* Try it *
Below is a listing. Write out exactly its lines between the one holding "out.baths = v;" and the one holding "fn fill(slot: &mut", inclusive.

* Input data *
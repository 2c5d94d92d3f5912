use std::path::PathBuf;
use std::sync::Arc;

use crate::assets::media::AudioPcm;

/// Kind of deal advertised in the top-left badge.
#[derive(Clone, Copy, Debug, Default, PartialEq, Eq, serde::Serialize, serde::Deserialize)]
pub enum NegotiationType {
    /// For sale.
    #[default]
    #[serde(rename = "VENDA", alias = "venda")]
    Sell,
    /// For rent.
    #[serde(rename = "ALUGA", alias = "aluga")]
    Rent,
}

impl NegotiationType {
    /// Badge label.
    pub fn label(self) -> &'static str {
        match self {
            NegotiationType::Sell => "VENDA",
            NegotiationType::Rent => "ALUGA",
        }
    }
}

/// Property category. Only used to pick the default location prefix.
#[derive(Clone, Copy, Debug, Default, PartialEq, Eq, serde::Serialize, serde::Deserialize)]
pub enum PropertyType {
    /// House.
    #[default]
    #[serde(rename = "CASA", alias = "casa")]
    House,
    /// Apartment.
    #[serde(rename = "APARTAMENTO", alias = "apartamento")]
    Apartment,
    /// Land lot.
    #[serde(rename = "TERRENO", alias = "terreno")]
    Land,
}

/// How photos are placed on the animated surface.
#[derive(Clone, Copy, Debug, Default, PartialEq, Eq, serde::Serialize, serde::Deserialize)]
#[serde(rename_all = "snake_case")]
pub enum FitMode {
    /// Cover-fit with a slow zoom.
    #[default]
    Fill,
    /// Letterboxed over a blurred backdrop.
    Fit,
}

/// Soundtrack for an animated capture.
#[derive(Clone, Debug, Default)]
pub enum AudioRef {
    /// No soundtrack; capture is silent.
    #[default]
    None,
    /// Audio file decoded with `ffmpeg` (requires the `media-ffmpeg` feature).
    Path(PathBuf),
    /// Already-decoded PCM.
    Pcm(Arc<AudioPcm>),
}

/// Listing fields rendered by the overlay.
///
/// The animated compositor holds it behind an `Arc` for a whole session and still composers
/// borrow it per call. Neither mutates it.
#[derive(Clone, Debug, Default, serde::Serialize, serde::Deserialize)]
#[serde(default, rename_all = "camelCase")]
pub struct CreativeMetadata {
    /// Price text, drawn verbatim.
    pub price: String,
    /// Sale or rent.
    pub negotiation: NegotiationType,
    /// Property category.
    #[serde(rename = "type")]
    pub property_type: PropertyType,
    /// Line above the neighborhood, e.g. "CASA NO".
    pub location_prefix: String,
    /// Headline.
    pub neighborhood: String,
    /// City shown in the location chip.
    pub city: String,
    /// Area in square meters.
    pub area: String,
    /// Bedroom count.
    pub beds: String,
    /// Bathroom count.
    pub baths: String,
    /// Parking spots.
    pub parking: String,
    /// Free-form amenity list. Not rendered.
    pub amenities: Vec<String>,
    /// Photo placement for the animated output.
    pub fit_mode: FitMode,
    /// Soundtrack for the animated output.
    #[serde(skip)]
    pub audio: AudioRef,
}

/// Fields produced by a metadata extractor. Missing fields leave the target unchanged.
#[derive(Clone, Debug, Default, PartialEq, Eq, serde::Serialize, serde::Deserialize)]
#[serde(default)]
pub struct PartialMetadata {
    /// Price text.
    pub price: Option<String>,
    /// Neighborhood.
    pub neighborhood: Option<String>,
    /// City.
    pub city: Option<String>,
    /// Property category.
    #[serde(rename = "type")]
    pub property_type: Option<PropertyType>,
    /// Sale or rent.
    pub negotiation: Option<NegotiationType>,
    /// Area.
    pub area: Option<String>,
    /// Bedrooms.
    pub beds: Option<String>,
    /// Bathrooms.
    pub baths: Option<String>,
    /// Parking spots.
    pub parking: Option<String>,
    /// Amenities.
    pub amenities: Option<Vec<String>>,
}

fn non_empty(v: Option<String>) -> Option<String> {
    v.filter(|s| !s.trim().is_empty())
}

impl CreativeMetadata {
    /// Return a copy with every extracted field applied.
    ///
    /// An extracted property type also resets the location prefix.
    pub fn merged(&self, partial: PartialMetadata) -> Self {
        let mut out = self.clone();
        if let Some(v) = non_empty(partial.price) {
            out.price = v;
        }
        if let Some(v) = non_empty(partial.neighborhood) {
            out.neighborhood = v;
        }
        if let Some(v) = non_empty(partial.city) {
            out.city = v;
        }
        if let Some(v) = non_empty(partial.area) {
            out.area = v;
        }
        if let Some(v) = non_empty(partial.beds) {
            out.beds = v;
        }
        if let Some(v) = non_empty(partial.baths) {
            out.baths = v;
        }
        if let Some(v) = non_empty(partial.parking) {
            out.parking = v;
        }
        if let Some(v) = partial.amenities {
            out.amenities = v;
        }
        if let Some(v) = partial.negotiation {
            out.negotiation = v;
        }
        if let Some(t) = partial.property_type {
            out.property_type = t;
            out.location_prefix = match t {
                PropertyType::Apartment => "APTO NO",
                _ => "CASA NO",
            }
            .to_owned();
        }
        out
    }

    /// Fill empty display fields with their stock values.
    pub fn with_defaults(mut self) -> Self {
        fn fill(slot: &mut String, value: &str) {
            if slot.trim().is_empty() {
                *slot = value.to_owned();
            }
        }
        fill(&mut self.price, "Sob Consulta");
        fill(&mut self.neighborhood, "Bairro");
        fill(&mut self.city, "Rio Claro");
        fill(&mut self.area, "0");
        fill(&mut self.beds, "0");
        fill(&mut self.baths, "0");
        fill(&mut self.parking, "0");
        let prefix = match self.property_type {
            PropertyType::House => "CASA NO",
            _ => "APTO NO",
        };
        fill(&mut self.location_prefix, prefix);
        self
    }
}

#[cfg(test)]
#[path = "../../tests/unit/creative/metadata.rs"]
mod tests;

* Finished task *
            out.baths = v;
        }
        if let Some(v) = non_empty(partial.parking) {
            out.parking = v;
        }
        if let Some(v) = partial.amenities {
            out.amenities = v;
        }
        if let Some(v) = partial.negotiation {
            out.negotiation = v;
        }
        if let Some(t) = partial.property_type {
            out.property_type = t;
            out.location_prefix = match t {
                PropertyType::Apartment => "APTO NO",
                _ => "CASA NO",
            }
            .to_owned();
        }
        out
    }

    /// Fill empty display fields with their stock values.
    pub fn with_defaults(mut self) -> Self {
        fn fill(slot: &mut String, value: &str) {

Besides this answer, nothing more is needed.